The number of COVID-19 deaths in the United States passes 1,000. The US has more active cases than any other country. Worldwide, there are more than half a million cases.
China bans entry to all foreigners. Mexican protesters call for a ban on border crossers from the United States. In India, 1.3 billion people are on a three-week total lockdown.
The corn ethanol industry is hurting from the nationwide decline in driving, but is profiting from the new demand for hand sanitizer. Car sales are down, especially for electric vehicles.
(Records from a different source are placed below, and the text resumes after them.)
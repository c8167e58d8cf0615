/*
 *  Copyright (c) 2021 Works Applications Co., Ltd.
 *
 *  Licensed under the Apache License, Version 2.0 (the "License");
 *  you may not use this file except in compliance with the License.
 *  You may obtain a copy of the License at
 *
 *      http://www.apache.org/licenses/LICENSE-2.0
 *
 *   Unless required by applicable law or agreed to in writing, software
 *  distributed under the License is distributed on an "AS IS" BASIS,
 *  WITHOUT WARRANTIES OR CONDITIONS OF ANY KIND, either express or implied.
 *  See the License for the specific language governing permissions and
 *  limitations under the License.
 */

use crate::analysis::created::CreatedWords;
use crate::analysis::inner::{Node, NodeIdx};
use crate::analysis::lattice::Lattice;
use crate::analysis::node::{LatticeNode, ResultNode};
use crate::analysis::stateless_tokenizer::{dump_path, split_path, DictionaryAccess};
use crate::analysis::Mode;
use crate::dic::category_type::CategoryType;
use crate::dic::connect::ConnectionMatrix;
use crate::dic::lexicon::word_infos::WordInfoData;
use crate::dic::lexicon_set::LexiconSet;
use crate::dic::subset::InfoSubset;
use crate::error::{SudachiError, SudachiResult};
use crate::input_text::InputBuffer;
use crate::input_text::InputTextIndex;
use crate::plugin::oov::OovProviderPlugin;
use crate::prelude::MorphemeList;

pub struct StatefulTokenizer<D> {
    dictionary: D,
    input: InputBuffer,
    debug: bool,
    mode: Mode,
    oov: Vec<Node>,
    lattice: Lattice,
    top_path_ids: Vec<NodeIdx>,
    top_path: Option<Vec<ResultNode>>,
    subset: InfoSubset,
}

impl<D: DictionaryAccess + Clone> StatefulTokenizer<D> {
    /// Get a clone of current dictionary
    pub fn dict_clone(&self) -> D {
        self.dictionary.clone()
    }
}

impl<D: DictionaryAccess> StatefulTokenizer<D> {
    /// Create a new non-debug stateful tokenizer
    pub fn new(dic: D, mode: Mode) -> Self {
        Self::create(dic, false, mode)
    }

    /// Create a new debug stateful tokenizer with the following options
    pub fn create(dic: D, debug: bool, mode: Mode) -> Self {
        Self {
            dictionary: dic,
            input: InputBuffer::default(),
            debug,
            mode,
            oov: Vec::with_capacity(10),
            lattice: Lattice::default(),
            top_path_ids: Vec::new(),
            top_path: Some(Vec::new()),
            subset: InfoSubset::all(),
        }
    }

    /// Set debug flag and returns the current one
    pub fn set_debug(&mut self, debug: bool) -> bool {
        std::mem::replace(&mut self.debug, debug)
    }

    /// Set the analysis mode and returns the current one
    pub fn set_mode(&mut self, mode: Mode) -> Mode {
        self.subset |= match mode {
            Mode::A => InfoSubset::SPLIT_A,
            Mode::B => InfoSubset::SPLIT_B,
            _ => InfoSubset::empty(),
        };
        std::mem::replace(&mut self.mode, mode)
    }

    /// Analyzer will read only following [`WordInfo`] field subset
    pub fn set_subset(&mut self, subset: InfoSubset) -> InfoSubset {
        let mode_subset = match self.mode {
            Mode::A => InfoSubset::SPLIT_A,
            Mode::B => InfoSubset::SPLIT_B,
            _ => InfoSubset::empty(),
        };
        let new_subset = (subset | mode_subset).normalize();
        std::mem::replace(&mut self.subset, new_subset | mode_subset)
    }

    /// Prepare StatefulTokenizer for the next data.
    /// Data must be written in the returned reference.
    pub fn reset(&mut self) -> &mut String {
        self.top_path.as_mut().map(|p| p.clear());
        self.oov.clear();
        self.input.reset()
    }

    /// Borrow current dictionary
    pub fn dict(&self) -> &D {
        &self.dictionary
    }

    /// Perform the actual tokenization so the analysis result will be available
    /// for consumption
    pub fn do_tokenize(&mut self) -> SudachiResult<()> {
        self.input.start_build()?;
        self.rewrite_input()?;
        self.input.build(self.dictionary.grammar())?;

        if self.input.current().is_empty() {
            return Ok(());
        }

        let debug = self.debug;

        if debug {
            println!("=== Input dump:\n{}", self.input.current());
        }

        self.build_lattice()?;

        if debug {
            println!("=== Lattice dump:");
            let dict = &self.dictionary;
            let mut writer = std::io::stdout();
            self.lattice
                .dump(&self.input, dict.grammar(), dict.lexicon(), &mut writer)?;
        };

        let mut path = self.resolve_best_path()?;

        if debug {
            println!("=== Before Rewriting:");
            dump_path(&path);
        };

        for plugin in self.dictionary.path_rewrite_plugins() {
            path = plugin.rewrite(&self.input, path, &self.lattice)?;
        }

        path = split_path(&self.dictionary, path, self.mode, self.subset, &self.input)?;

        if debug {
            println!("=== After Rewriting:");
            dump_path(&path);
            println!("===");
        };

        self.top_path = Some(path);

        Ok(())
    }

    /// Resolve the path (as ResultNodes) with the smallest cost
    fn resolve_best_path(&mut self) -> SudachiResult<Vec<ResultNode>> {
        let lex = self.dictionary.lexicon();
        let mut path = std::mem::replace(&mut self.top_path, None).unwrap_or_else(|| Vec::new());
        self.lattice.fill_top_path(&mut self.top_path_ids);
        self.top_path_ids.reverse();
        for pid in self.top_path_ids.drain(..) {
            let (inner, cost) = self.lattice.node(pid);
            let wi = if inner.word_id().is_oov() {
                let curr_slice = self.input.curr_slice_c(inner.char_range()).to_owned();
                WordInfoData {
                    pos_id: inner.word_id().word() as u16,
                    surface: curr_slice,
                    ..Default::default()
                }
                .into()
            } else {
                lex.get_word_info_subset(inner.word_id(), self.subset)?
            };

            let byte_begin = self.input.to_curr_byte_idx(inner.begin());
            let byte_end = self.input.to_curr_byte_idx(inner.end());

            path.push(ResultNode::new(
                inner.clone(),
                cost,
                byte_begin as u16,
                byte_end as u16,
                wi,
            ));
        }
        Ok(path)
    }

    /// Swap result data with the current analyzer
    pub fn swap_result(
        &mut self,
        input: &mut InputBuffer,
        result: &mut Vec<ResultNode>,
        subset: &mut InfoSubset,
    ) {
        std::mem::swap(&mut self.input, input);
        std::mem::swap(self.top_path.as_mut().unwrap(), result);
        *subset = self.subset;
    }

    fn rewrite_input(&mut self) -> SudachiResult<()> {
        for p in self.dictionary.input_text_plugins() {
            p.rewrite(&mut self.input)?;
        }
        Ok(())
    }

    fn build_lattice(&mut self) -> SudachiResult<()> {
        let mut builder = LatticeBuilder {
            node_buffer: &mut self.oov,
            lattice: &mut self.lattice,
            matrix: self.dictionary.grammar().conn_matrix(),
            oov_providers: self.dictionary.oov_provider_plugins(),
            lexicon: self.dictionary.lexicon(),
            input: &self.input,
        };
        builder.build_lattice()
    }

    /// Renders the lattice built by the last [`do_tokenize`](Self::do_tokenize)
    /// call as the JSON object described in the dictionary format
    /// specification (`{text, nodes[], bestPath[]}`). Intended for the
    /// `dumpInternalStructures` debug operation; unrelated to `set_debug`,
    /// which only controls stdout tracing during tokenization itself.
    pub fn dump_json(&mut self) -> SudachiResult<serde_json::Value> {
        self.lattice.fill_top_path(&mut self.top_path_ids);
        let json = crate::analysis::dump::dump_lattice_json(
            &self.lattice,
            &self.top_path_ids,
            self.input.current(),
            &self.input,
        );
        self.top_path_ids.clear();
        Ok(json)
    }

    /// Consume the Tokenizer and produce MorphemeList
    pub fn into_morpheme_list(self) -> SudachiResult<MorphemeList<D>> {
        match self.top_path {
            None => Err(SudachiError::EosBosDisconnect),
            Some(path) => Ok(MorphemeList::from_components(
                self.dictionary,
                self.input,
                path,
                self.subset,
            )),
        }
    }
}

// This structure is purely for Rust.
// Otherwise splitting code into functions fails to compile with double borrow errors
struct LatticeBuilder<'a> {
    node_buffer: &'a mut Vec<Node>,
    lattice: &'a mut Lattice,
    matrix: &'a ConnectionMatrix<'a>,
    input: &'a InputBuffer,
    lexicon: &'a LexiconSet<'a>,
    oov_providers: &'a [Box<dyn OovProviderPlugin + Sync + Send>],
}

impl<'a> LatticeBuilder<'a> {
    #[inline]
    fn build_lattice(&mut self) -> SudachiResult<()> {
        self.lattice.reset(self.input.current_chars().len());
        let input_bytes = self.input.current().as_bytes();

        for (ch_off, &byte_off) in self.input.curr_byte_offsets().iter().enumerate() {
            if !self.lattice.has_previous_node(ch_off) {
                continue;
            }

            self.node_buffer.clear();
            let mut created = CreatedWords::default();
            for e in self.lexicon.lookup(input_bytes, byte_off) {
                // do we really need input.can_bow condition?
                if (e.end < input_bytes.len()) && !self.input.can_bow(e.end) {
                    continue;
                }
                let (left_id, right_id, cost) = self.lexicon.get_word_param(e.word_id);
                let end_c = self.input.ch_idx(e.end);
                let node = Node::new(
                    ch_off as u16,
                    end_c as u16,
                    left_id as u16,
                    right_id as u16,
                    cost,
                    e.word_id,
                );
                created = created.add_word((end_c - ch_off) as i64);
                self.node_buffer.push(node.clone());
                self.lattice.insert(node, self.matrix);
            }

            // OOV
            if !self
                .input
                .cat_at_char(ch_off)
                .intersects(CategoryType::NOOOVBOW | CategoryType::NOOOVBOW2)
            {
                for provider in self.oov_providers {
                    created = self.provide_oovs(ch_off, created, provider.as_ref())?;
                }
            }

            if created.is_empty() {
                let provider = self.oov_providers.last().unwrap();
                created = self.provide_oovs(ch_off, created, provider.as_ref())?;
            }

            if created.is_empty() {
                return Err(SudachiError::EosBosDisconnect);
            }
        }
        self.lattice.connect_eos(self.matrix)?;

        Ok(())
    }

    #[inline]
    fn provide_oovs<P>(
        &mut self,
        char_offset: usize,
        mut other: CreatedWords,
        plugin: &P,
    ) -> SudachiResult<CreatedWords>
    where
        P: OovProviderPlugin + 'a + ?Sized,
    {
        let start_size = self.node_buffer.len();
        let num_provided = plugin.provide_oov(self.input, char_offset, other, self.node_buffer)?;
        for idx in start_size..(start_size + num_provided) {
            let node = self.node_buffer[idx].clone();
            other = other.add_word(node.char_range().len() as i64);
            self.lattice.insert(node, self.matrix);
        }
        Ok(other)
    }
}
use serde::Deserialize;
use serde_json::Value;

use sudachi::config::Config;
use sudachi::declare_connect_cost_plugin;
use sudachi::dic::grammar::Grammar;
use sudachi::plugin::connect_cost::EditConnectionCostPlugin;
use sudachi::prelude::*;

declare_connect_cost_plugin!(InhibitConnectionPlugin, InhibitConnectionPlugin::default);

#[derive(Default)]
pub struct InhibitConnectionPlugin {
    inhibit_pairs: Vec<(i16, i16)>,
}

#[allow(non_snake_case)]
#[derive(Deserialize)]
struct PluginSettings {
    inhibitPair: Vec<(i16, i16)>,
}

impl InhibitConnectionPlugin {
    fn inhibit_connection(grammar: &mut Grammar, left: i16, right: i16) {
        grammar.set_connect_cost(left, right, Grammar::INHIBITED_CONNECTION);
    }
}

impl EditConnectionCostPlugin for InhibitConnectionPlugin {
    fn set_up(
        &mut self,
        settings: &Value,
        _config: &Config,
        _grammar: &Grammar,
    ) -> SudachiResult<()> {
        let settings: PluginSettings = serde_json::from_value(settings.clone())?;

        let inhibit_pairs = settings.inhibitPair;

        self.inhibit_pairs = inhibit_pairs;

        Ok(())
    }

    fn edit(&self, grammar: &mut Grammar) {
        for (left, right) in &self.inhibit_pairs {
            InhibitConnectionPlugin::inhibit_connection(grammar, *left, *right);
        }
    }
}
/*
 * Copyright (c) 2021 Works Applications Co., Ltd.
 *
 * Licensed under the Apache License, Version 2.0 (the "License");
 * you may not use this file except in compliance with the License.
 * You may obtain a copy of the License at
 *
 *     http://www.apache.org/licenses/LICENSE-2.0
 *
 * Unless required by applicable law or agreed to in writing, software
 * distributed under the License is distributed on an "AS IS" BASIS,
 * WITHOUT WARRANTIES OR CONDITIONS OF ANY KIND, either express or implied.
 * See the License for the specific language governing permissions and
 * limitations under the License.
 */

extern crate lazy_static;

extern crate sudachi;
use sudachi::dic::header::{HeaderVersion, SystemDictVersion};

mod common;
use common::HEADER;

#[test]
fn version() {
    assert_eq!(
        HeaderVersion::SystemDict(SystemDictVersion::Version2),
        HEADER.version
    );
}

#[test]
fn create_time() {
    assert!(HEADER.create_time > 0);
}

#[test]
fn description() {
    assert_eq!(
        "the system dictionary for the unit tests",
        HEADER.description
    );
}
Due largely to the drop in crude oil prices, coal becomes the world's most expensive fossil fuel.
A study in Nature Sustainability establishes that the cradle-to-grave greenhouse gas emissions of electric cars are lower than those of gas-powered vehicles.
Washington State bans single-use plastic bags. The plastic industry tries to use the coronavirus epidemic to roll back bans on plastic bags and other single-use plastics.
Anna Seidman, until recently the lawyer for the trophy-hunting-advocacy organization the Safari Club, will now head the US Fish and Wildlife Service's international affairs program.
The California utility Pacific Gas & Electric pleads guilty to 84 counts of involuntary manslaughter in connection with the 2018 Camp Fire in the town of Paradise.
East Antarctica's Denman Glacier is showing signs of instability, having retreated three miles in the past 20 years. Its collapse into the ocean would result in an eventual sea level rise of five feet.
Australia's Great Barrier Reef may have just experienced its worst bleaching event ever. This is the third bleaching event for the reef in five years.
A yellow-rumped leaf-eared mouse is discovered living at 20,340 feet on the Llullaillaco volcano on the border of Argentina and Chile, making it the world's highest-dwelling mammal.